WHAT THE TASK REQUIRES » Once the line containing "let repository: Arc<dyn" has been copied, stop; copy every line before it exactly, beginning with the first line of the material below.

- Opening Delimiter -

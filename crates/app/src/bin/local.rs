// Atrium - Local Development Harness
//
// Usage: atrium-local [ENTITY_TYPE] [QUERY]

use std::collections::BTreeMap;
use std::sync::Arc;

use tracing::{error, info};

use atrium_app::CollectionScreen;
use atrium_catalog::{
    Entity, EntityRepository, EntityType, MockEntityRepository, RepositoryFactory, ScopeId,
};
use atrium_common::config::Config;
use atrium_common::telemetry::init_tracing;
use atrium_common::FieldValue;
use atrium_view::ViewConfig;

const DEMO_TENANT: &str = "demo";

#[tokio::main]
async fn main() -> anyhow::Result<()> {
    let config = Config::from_env()?;
    init_tracing(&config);

    info!("Starting Atrium local harness");

    let mut args = std::env::args().skip(1);
    let entity_type: EntityType = match args.next() {
        Some(raw) => raw.parse()?,
        None => EntityType::Resource,
    };
    let query = args.next();

    let repository: Arc<dyn EntityRepository> = if config.repository_provider == "mock" {
        let mock = MockEntityRepository::new();
        mock.seed(DEMO_TENANT, demo_entities()?);
        Arc::new(mock)
    } else {
        Arc::from(RepositoryFactory::create(&config)?)
    };

    let scope = ScopeId::new(DEMO_TENANT, entity_type);
    let screen = CollectionScreen::mount(scope.clone(), repository, &ViewConfig::from(&config));

    if let Err(e) = screen.load().await {
        error!(scope = %scope, error = %e, "Initial load failed");
        return Err(e.into());
    }

    if let Some(query) = query {
        info!(query = %query, "Applying global search");
        screen.set_global_query(&query)?;
    }

    let snapshot = screen.snapshot()?;
    info!(
        scope = %scope,
        total = snapshot.total_count,
        page = snapshot.page_index + 1,
        pages = snapshot.page_count,
        empty_state = ?snapshot.empty_state,
        "First page derived"
    );
    println!("{}", serde_json::to_string_pretty(&snapshot)?);

    screen.unmount();
    Ok(())
}

fn fields(pairs: &[(&str, &str)]) -> BTreeMap<String, FieldValue> {
    pairs
        .iter()
        .map(|(name, value)| (name.to_string(), FieldValue::text(*value)))
        .collect()
}

fn demo_entities() -> atrium_common::Result<Vec<Entity>> {
    let mut entities = Vec::new();

    let resources = [
        ("Harbor room", "room", "FREE"),
        ("Delivery van", "vehicle", "AFFECTED"),
        ("Projector", "equipment", "IN_USE"),
        ("Garden room", "room", "FREE"),
        ("Forklift", "vehicle", "FREE"),
        ("Sound system", "equipment", "AFFECTED"),
        ("Attic room", "room", "IN_USE"),
        ("Cargo bike", "vehicle", "FREE"),
        ("Camera kit", "equipment", "FREE"),
        ("Minibus", "vehicle", "IN_USE"),
        ("Laptop cart", "equipment", "AFFECTED"),
        ("Tool trailer", "vehicle", "FREE"),
    ];
    for (i, &(name, category, status)) in resources.iter().enumerate() {
        entities.push(Entity::new(
            format!("res-{:02}", i + 1),
            EntityType::Resource,
            status,
            fields(&[("name", name), ("category", category)]),
        )?);
    }

    let services = [
        ("Harbor tour", "2024-07-01", "PUBLISHED"),
        ("Wine tasting", "2024-07-12", "PLANNED"),
        ("Cooking class", "2024-06-20", "ONGOING"),
        ("City walk", "2024-05-02", "FINISHED"),
    ];
    for (i, &(name, starts_at, status)) in services.iter().enumerate() {
        entities.push(Entity::new(
            format!("svc-{:02}", i + 1),
            EntityType::Service,
            status,
            fields(&[("name", name), ("startsAt", starts_at)]),
        )?);
    }

    Ok(entities)
}
//! Empty-state classification
//!
//! Decides which message a list screen shows. It is always derived from the
//! load phase and the row counts, never stored next to them.

use serde::Serialize;

/// What a list screen currently has to show
#[derive(Debug, Clone, Copy, PartialEq, Eq, Hash, Serialize)]
#[serde(rename_all = "SCREAMING_SNAKE_CASE")]
pub enum EmptyState {
    /// No data fetched yet
    Loading,
    /// The last fetch failed
    Error,
    /// The collection itself is empty
    EmptyNoData,
    /// Rows exist but none survive the current filters
    EmptyFiltered,
    /// At least one row is visible
    Populated,
}

impl EmptyState {
    /// Classify from `(loading, error, raw count, filtered count)`.
    ///
    /// An empty raw collection is `EmptyNoData` even with filters active;
    /// there is nothing a filter change could reveal.
    pub fn classify(loading: bool, error: bool, raw_count: usize, filtered_count: usize) -> Self {
        if error {
            EmptyState::Error
        } else if loading {
            EmptyState::Loading
        } else if raw_count == 0 {
            EmptyState::EmptyNoData
        } else if filtered_count == 0 {
            EmptyState::EmptyFiltered
        } else {
            EmptyState::Populated
        }
    }

    pub fn has_rows(&self) -> bool {
        matches!(self, EmptyState::Populated)
    }
}
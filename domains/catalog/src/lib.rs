//! Catalog domain: listed entities, their lifecycles, and the repositories
//! that load and mutate them

pub mod domain;
pub mod repository;

// Re-export domain types at the crate root for convenience
pub use domain::entities::*;
pub use domain::state::{
    CertificationState, Lifecycle, LifecycleResolver, ProductState, ResourceState, ServiceState,
    TransitionAction, TransitionDescriptor, TransitionTable,
};
// Re-export repository types
pub use repository::{
    EntityRepository, MockEntityRepository, RecordedCall, RemoteEntityRepository,
    RepositoryFactory,
};
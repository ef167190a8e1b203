//! Common state machine error types
//!
//! Shared across all domain crates that implement lifecycles.

use thiserror::Error;

/// Errors that can occur during status transitions
#[derive(Debug, Error, Clone, PartialEq)]
pub enum StateError {
    #[error("Invalid transition: a {entity_type} cannot move from {from} to {to}")]
    InvalidTransition {
        entity_type: String,
        from: String,
        to: String,
    },

    #[error("Unknown status: {status} is not a {entity_type} status")]
    UnknownStatus { entity_type: String, status: String },

    #[error("Terminal state: {0} is a terminal state and cannot transition")]
    TerminalState(String),
}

- Closing Delimiter -

RESULT FOR THIS EXERCISE »
filename crates/app/src/bin/local.rs
// Atrium - Local Development Harness
//
// Usage: atrium-local [ENTITY_TYPE] [QUERY]

use std::collections::BTreeMap;
use std::sync::Arc;

use tracing::{error, info};

use atrium_app::CollectionScreen;
use atrium_catalog::{
    Entity, EntityRepository, EntityType, MockEntityRepository, RepositoryFactory, ScopeId,
};
use atrium_common::config::Config;
use atrium_common::telemetry::init_tracing;
use atrium_common::FieldValue;
use atrium_view::ViewConfig;

const DEMO_TENANT: &str = "demo";

#[tokio::main]
async fn main() -> anyhow::Result<()> {
    let config = Config::from_env()?;
    init_tracing(&config);

    info!("Starting Atrium local harness");

    let mut args = std::env::args().skip(1);
    let entity_type: EntityType = match args.next() {
        Some(raw) => raw.parse()?,
        None => EntityType::Resource,
    };
    let query = args.next();

    let repository: Arc<dyn EntityRepository> = if config.repository_provider == "mock" {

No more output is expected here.